Nie ma we mnie zgody na takie cierpiętnictwo, dla samego cierpienia, ale wiem, że bez ciężkich chwil, nie docenialibyśmy szczęścia.
Cierpienie, ból jest nieodłączną oznaką życia. Kiedy przestajemy odczuwać, oznacza to jedno, że coś obumiera : miłość, przyjaźń, przywiązanie, uczucia. I wtedy trzeba pozwolić pewnym rzeczom, zdarzeniom czy ludziom odejść. Nie można nic, ani nikogo zatrzymać na siłę. Pozwólmy, aby po dniu nastała noc. Taka jest kolej rzeczy, a my na siłę nic nie zmienimy.
Jeśli nie godzisz się z tym co masz, to może powinnaś coś zmienić? Bo łatwo jest narzekać, obarczać winą za swoje niepowodzenia cały świat. Czasami trzeba spojrzeć w głąb siebie i zapytać: Czego ja właściwie chcę? Nie lubisz swojej pracy, to rozejrzyj się za nową. Czemu nie zaryzykujesz?
Zawsze jest też jakieś, ale, jeśli nie zaryzykujesz ciągle będziesz tkwiła w punkcie wyjścia. Ludzie ryzykują, zmieniają pracę, szkołę, kończą toksyczne związki, zaczynają nowe, nie znaczy, że lepsze, biorą kredyty na upragnione mieszkanie, samochód. Ryzykują, bo wierzą. Wierzą, że będzie lepiej, że jakoś się ułoży, że trzeba iść do przodu. A przecież wygodniej jest nic nie robić, stać, siedzieć w miejscu, bo wtedy wiesz, że nic nie stracisz. A może właśnie wtedy tracisz. Zaczynasz się nudzić, bo wiesz, że zawsze będzie tak samo. To samo miejsce, ci sami ludzie, ta sama droga do pracy. A znudzenie i obojętność są jednymi z gorszych stanów, jakie może przeżywać człowiek.
Musisz sama wyznaczyć sobie cel, zaplanować swoje życie. W ciągu tej drogi na pewno potkniesz się wiele razy, może nawet upadniesz, poturbujesz się i nie będziesz miała siły się podnieść.
Krzykniesz : DOŚĆ!, Nie dam rady!, Pieprzę to!
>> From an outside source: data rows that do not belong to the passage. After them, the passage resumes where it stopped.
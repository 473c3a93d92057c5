// Copyright 2017 The Spade Developers.
// Copyright 2020 The GeoRust Project Developers.
//
// Licensed under the Apache License, Version 2.0 <LICENSE-APACHE or
// http://www.apache.org/licenses/LICENSE-2.0> or the MIT license
// <LICENSE-MIT or http://opensource.org/licenses/MIT>, at your
// option. This file may not be copied, modified, or distributed
// except according to those terms.

use tracing::trace;

use crate::bounds::{ErrorBounds, BOUNDS};
use crate::expansion::{
    product_difference, sum_of_squares, two_diff_tail, two_product, two_two_diff, two_two_sum,
    Accumulator, Expansion,
};
use crate::{abs, Point2, Predicate};

/// Returns a positive value if the point `pd` lies **inside** the circle passing through `pa`, `pb`, and `pc`.
/// Returns a negative value if it lies **outside** the circle.
/// Returns `0` if the four points are **cocircular**.
///
/// **Note**: The points `pa`, `pb`, and `pc` must be in **counterclockwise order**, or the sign of the result will be reversed.
/// Results for NaN or infinite coordinates are undefined.
pub fn incircle<T: Into<f64>>(
    pa: Point2<T>,
    pb: Point2<T>,
    pc: Point2<T>,
    pd: Point2<T>,
) -> f64 {
    let (pa, pb, pc, pd) = (pa.to_f64(), pb.to_f64(), pc.to_f64(), pd.to_f64());
    let bounds = &BOUNDS;

    let adx = pa.x - pd.x;
    let bdx = pb.x - pd.x;
    let cdx = pc.x - pd.x;
    let ady = pa.y - pd.y;
    let bdy = pb.y - pd.y;
    let cdy = pc.y - pd.y;

    let bdxcdy = bdx * cdy;
    let cdxbdy = cdx * bdy;
    let alift = adx * adx + ady * ady;

    let cdxady = cdx * ady;
    let adxcdy = adx * cdy;
    let blift = bdx * bdx + bdy * bdy;

    let adxbdy = adx * bdy;
    let bdxady = bdx * ady;
    let clift = cdx * cdx + cdy * cdy;

    let det = alift * (bdxcdy - cdxbdy) + blift * (cdxady - adxcdy) + clift * (adxbdy - bdxady);
    let permanent = (abs(bdxcdy) + abs(cdxbdy)) * alift
        + (abs(cdxady) + abs(adxcdy)) * blift
        + (abs(adxbdy) + abs(bdxady)) * clift;

    let errbound = bounds.incircle.a * permanent;
    if det > errbound || -det > errbound {
        return det;
    }
    adapt(bounds, pa, pb, pc, pd, permanent)
}

/// Non-robust counterpart of [`incircle`]: a single double-precision evaluation.
///
/// May return a wrong sign (including a spurious zero) when the points are nearly cocircular.
/// Results for NaN or infinite coordinates are undefined.
pub fn incirclefast<T: Into<f64>>(
    pa: Point2<T>,
    pb: Point2<T>,
    pc: Point2<T>,
    pd: Point2<T>,
) -> f64 {
    let (pa, pb, pc, pd) = (pa.to_f64(), pb.to_f64(), pc.to_f64(), pd.to_f64());
    let adx = pa.x - pd.x;
    let ady = pa.y - pd.y;
    let bdx = pb.x - pd.x;
    let bdy = pb.y - pd.y;
    let cdx = pc.x - pd.x;
    let cdy = pc.y - pd.y;

    let abdet = adx * bdy - bdx * ady;
    let bcdet = bdx * cdy - cdx * bdy;
    let cadet = cdx * ady - adx * cdy;
    let alift = adx * adx + ady * ady;
    let blift = bdx * bdx + bdy * bdy;
    let clift = cdx * cdx + cdy * cdy;

    alift * bcdet + blift * cadet + clift * abdet
}

/// Exact lifted minor `(x^2 + y^2) * minor`.
fn lifted(minor: &[f64; 4], x: f64, y: f64) -> Expansion<32> {
    let xx = Expansion::<16>::scaled(&Expansion::<8>::scaled(minor, x), x);
    let yy = Expansion::<16>::scaled(&Expansion::<8>::scaled(minor, y), y);
    Expansion::sum(&xx, &yy)
}

/// First-order contribution of one coordinate tail.
///
/// Returns `tail * minor` (reused by the second-order terms) and
/// `2 * coord * tail * minor + tail * square1 * m1 + tail * square2 * m2`.
fn tail_term(
    minor: &[f64; 4],
    tail: f64,
    coord: f64,
    (square1, m1): (&[f64; 4], f64),
    (square2, m2): (&[f64; 4], f64),
) -> (Expansion<8>, Expansion<48>) {
    let tail_minor = Expansion::<8>::scaled(minor, tail);
    let doubled = Expansion::<16>::scaled(&tail_minor, 2.0 * coord);
    let first = Expansion::<16>::scaled(&Expansion::<8>::scaled(square1, tail), m1);
    let second = Expansion::<16>::scaled(&Expansion::<8>::scaled(square2, tail), m2);
    let partial = Expansion::<32>::sum(&doubled, &first);
    (tail_minor, Expansion::sum(&second, &partial))
}

/// Tail parts of the minor `p x q`: the terms with exactly one tail factor,
/// and the term with two.
fn minor_tails(
    (pxt, pyt, px, py): (f64, f64, f64, f64),
    (qxt, qyt, qx, qy): (f64, f64, f64, f64),
) -> (Expansion<8>, Expansion<4>) {
    let u = two_two_sum(two_product(pxt, qy), two_product(px, qyt));
    let v = two_two_sum(two_product(qxt, -py), two_product(qx, -pyt));
    let single = Expansion::sum(&u, &v);
    let double = two_two_diff(two_product(pxt, qyt), two_product(qxt, pyt));
    (single, Expansion::from_components(&double))
}

/// Second-order contributions of one coordinate tail: the part pairing the
/// tail with the single-tail minor, and the part with the double-tail minor.
fn second_order(
    tail_minor: &[f64],
    tail: f64,
    coord: f64,
    single: &[f64],
    double: &[f64],
) -> (Expansion<48>, Expansion<64>) {
    let tail_tail_minor = Expansion::<16>::scaled(tail_minor, tail);
    let tail_single = Expansion::<16>::scaled(single, tail);
    let doubled_single = Expansion::<32>::scaled(&tail_single, 2.0 * coord);
    let near = Expansion::sum(&tail_tail_minor, &doubled_single);

    let tail_tail_single = Expansion::<32>::scaled(&tail_single, tail);
    let tail_double = Expansion::<8>::scaled(double, tail);
    let doubled_double = Expansion::<16>::scaled(&tail_double, 2.0 * coord);
    let tail_tail_double = Expansion::<16>::scaled(&tail_double, tail);
    let far = Expansion::<32>::sum(&doubled_double, &tail_tail_double);
    (near, Expansion::sum(&tail_tail_single, &far))
}

/// `square * t1 * t2`, the product of a squared length with two coordinate tails.
fn square_tails(square: &[f64; 4], t1: f64, t2: f64) -> Expansion<16> {
    Expansion::scaled(&Expansion::<8>::scaled(square, t1), t2)
}

fn adapt(
    bounds: &ErrorBounds,
    pa: Point2<f64>,
    pb: Point2<f64>,
    pc: Point2<f64>,
    pd: Point2<f64>,
    permanent: f64,
) -> f64 {
    trace!(predicate = %Predicate::InCircle, "static filter inconclusive");

    let adx = pa.x - pd.x;
    let bdx = pb.x - pd.x;
    let cdx = pc.x - pd.x;
    let ady = pa.y - pd.y;
    let bdy = pb.y - pd.y;
    let cdy = pc.y - pd.y;

    let bc = product_difference(bdx, cdy, cdx, bdy);
    let ca = product_difference(cdx, ady, adx, cdy);
    let ab = product_difference(adx, bdy, bdx, ady);

    let adet = lifted(&bc, adx, ady);
    let bdet = lifted(&ca, bdx, bdy);
    let cdet = lifted(&ab, cdx, cdy);
    let abdet = Expansion::<64>::sum(&adet, &bdet);
    let head = Expansion::<96>::sum(&abdet, &cdet);

    let mut det = head.estimate();
    let errbound = bounds.incircle.b * permanent;
    if det >= errbound || -det >= errbound {
        return det;
    }

    let adxtail = two_diff_tail(pa.x, pd.x, adx);
    let adytail = two_diff_tail(pa.y, pd.y, ady);
    let bdxtail = two_diff_tail(pb.x, pd.x, bdx);
    let bdytail = two_diff_tail(pb.y, pd.y, bdy);
    let cdxtail = two_diff_tail(pc.x, pd.x, cdx);
    let cdytail = two_diff_tail(pc.y, pd.y, cdy);
    if [adxtail, bdxtail, cdxtail, adytail, bdytail, cdytail]
        .iter()
        .all(|&t| t == 0.0)
    {
        return det;
    }

    let errbound = bounds.incircle.c * permanent + bounds.result * abs(det);
    det += ((adx * adx + ady * ady)
        * ((bdx * cdytail + cdy * bdxtail) - (bdy * cdxtail + cdx * bdytail))
        + 2.0 * (adx * adxtail + ady * adytail) * (bdx * cdy - bdy * cdx))
        + ((bdx * bdx + bdy * bdy)
            * ((cdx * adytail + ady * cdxtail) - (cdy * adxtail + adx * cdytail))
            + 2.0 * (bdx * bdxtail + bdy * bdytail) * (cdx * ady - cdy * adx))
        + ((cdx * cdx + cdy * cdy)
            * ((adx * bdytail + bdy * adxtail) - (ady * bdxtail + bdx * adytail))
            + 2.0 * (cdx * cdxtail + cdy * cdytail) * (adx * bdy - ady * bdx));
    if det >= errbound || -det >= errbound {
        return det;
    }

    trace!(predicate = %Predicate::InCircle, "escalating to exact expansion");

    let a_moves = adxtail != 0.0 || adytail != 0.0;
    let b_moves = bdxtail != 0.0 || bdytail != 0.0;
    let c_moves = cdxtail != 0.0 || cdytail != 0.0;

    // Squared lengths are only needed when another vertex carries a tail.
    let aa = if b_moves || c_moves {
        sum_of_squares(adx, ady)
    } else {
        [0.0; 4]
    };
    let bb = if c_moves || a_moves {
        sum_of_squares(bdx, bdy)
    } else {
        [0.0; 4]
    };
    let cc = if a_moves || b_moves {
        sum_of_squares(cdx, cdy)
    } else {
        [0.0; 4]
    };

    let mut fin = Accumulator::<1152>::new(&head);

    let mut axtbc = None;
    if adxtail != 0.0 {
        let (tail_minor, term) = tail_term(&bc, adxtail, adx, (&cc, bdy), (&bb, -cdy));
        fin.add(&term);
        axtbc = Some(tail_minor);
    }
    let mut aytbc = None;
    if adytail != 0.0 {
        let (tail_minor, term) = tail_term(&bc, adytail, ady, (&bb, cdx), (&cc, -bdx));
        fin.add(&term);
        aytbc = Some(tail_minor);
    }
    let mut bxtca = None;
    if bdxtail != 0.0 {
        let (tail_minor, term) = tail_term(&ca, bdxtail, bdx, (&aa, cdy), (&cc, -ady));
        fin.add(&term);
        bxtca = Some(tail_minor);
    }
    let mut bytca = None;
    if bdytail != 0.0 {
        let (tail_minor, term) = tail_term(&ca, bdytail, bdy, (&cc, adx), (&aa, -cdx));
        fin.add(&term);
        bytca = Some(tail_minor);
    }
    let mut cxtab = None;
    if cdxtail != 0.0 {
        let (tail_minor, term) = tail_term(&ab, cdxtail, cdx, (&bb, ady), (&aa, -bdy));
        fin.add(&term);
        cxtab = Some(tail_minor);
    }
    let mut cytab = None;
    if cdytail != 0.0 {
        let (tail_minor, term) = tail_term(&ab, cdytail, cdy, (&aa, bdx), (&bb, -adx));
        fin.add(&term);
        cytab = Some(tail_minor);
    }

    let a = (adxtail, adytail, adx, ady);
    let b = (bdxtail, bdytail, bdx, bdy);
    let c = (cdxtail, cdytail, cdx, cdy);

    if a_moves {
        let (bct, bctt) = if b_moves || c_moves {
            minor_tails(b, c)
        } else {
            (Expansion::zero(), Expansion::zero())
        };
        if let Some(axtbc) = &axtbc {
            let (near, far) = second_order(axtbc, adxtail, adx, &bct, &bctt);
            fin.add(&near);
            if bdytail != 0.0 {
                fin.add(&square_tails(&cc, adxtail, bdytail));
            }
            if cdytail != 0.0 {
                fin.add(&square_tails(&bb, -adxtail, cdytail));
            }
            fin.add(&far);
        }
        if let Some(aytbc) = &aytbc {
            let (near, far) = second_order(aytbc, adytail, ady, &bct, &bctt);
            fin.add(&near);
            fin.add(&far);
        }
    }

    if b_moves {
        let (cat, catt) = if c_moves || a_moves {
            minor_tails(c, a)
        } else {
            (Expansion::zero(), Expansion::zero())
        };
        if let Some(bxtca) = &bxtca {
            let (near, far) = second_order(bxtca, bdxtail, bdx, &cat, &catt);
            fin.add(&near);
            if cdytail != 0.0 {
                fin.add(&square_tails(&aa, bdxtail, cdytail));
            }
            if adytail != 0.0 {
                fin.add(&square_tails(&cc, -bdxtail, adytail));
            }
            fin.add(&far);
        }
        if let Some(bytca) = &bytca {
            let (near, far) = second_order(bytca, bdytail, bdy, &cat, &catt);
            fin.add(&near);
            fin.add(&far);
        }
    }

    if c_moves {
        let (abt, abtt) = if a_moves || b_moves {
            minor_tails(a, b)
        } else {
            (Expansion::zero(), Expansion::zero())
        };
        if let Some(cxtab) = &cxtab {
            let (near, far) = second_order(cxtab, cdxtail, cdx, &abt, &abtt);
            fin.add(&near);
            if adytail != 0.0 {
                fin.add(&square_tails(&bb, cdxtail, adytail));
            }
            if bdytail != 0.0 {
                fin.add(&square_tails(&aa, -cdxtail, bdytail));
            }
            fin.add(&far);
        }
        if let Some(cytab) = &cytab {
            let (near, far) = second_order(cytab, cdytail, cdy, &abt, &abtt);
            fin.add(&near);
            fin.add(&far);
        }
    }

    fin.most_significant()
}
Masz prawo! Być może ktoś ci poda rękę. Będą też tacy, którzy przejdą obojętnie udając, że cię nie zauważają. Ilu jest teraz ludzi którzy pomogą ci bezinteresownie? Większość martwi się o siebie, swój interes, swoje cztery litery. Takie czasy? A może taka jest prawdziwa natura człowieka? Będziesz musiała się więc podnieść sama. Och! Będzie bolało. Nie jest łatwo iść dalej, kiedy tak bardzo boli, a każdy najmniejszy ruch sprawia ci cierpienie. Pamiętaj jednak, że warto, bo każdy krok przybliża cię do celu, do spełnienia marzeń. Bo marzenia są przecież po to, aby je realizować. Nasze życie jest na naszą miarę i nie dostaniemy w życiu czegoś, z czym nie moglibyśmy sobie dać rady. Każdy z nas popełnia błędy, każdy miał w życiu chwile słabości.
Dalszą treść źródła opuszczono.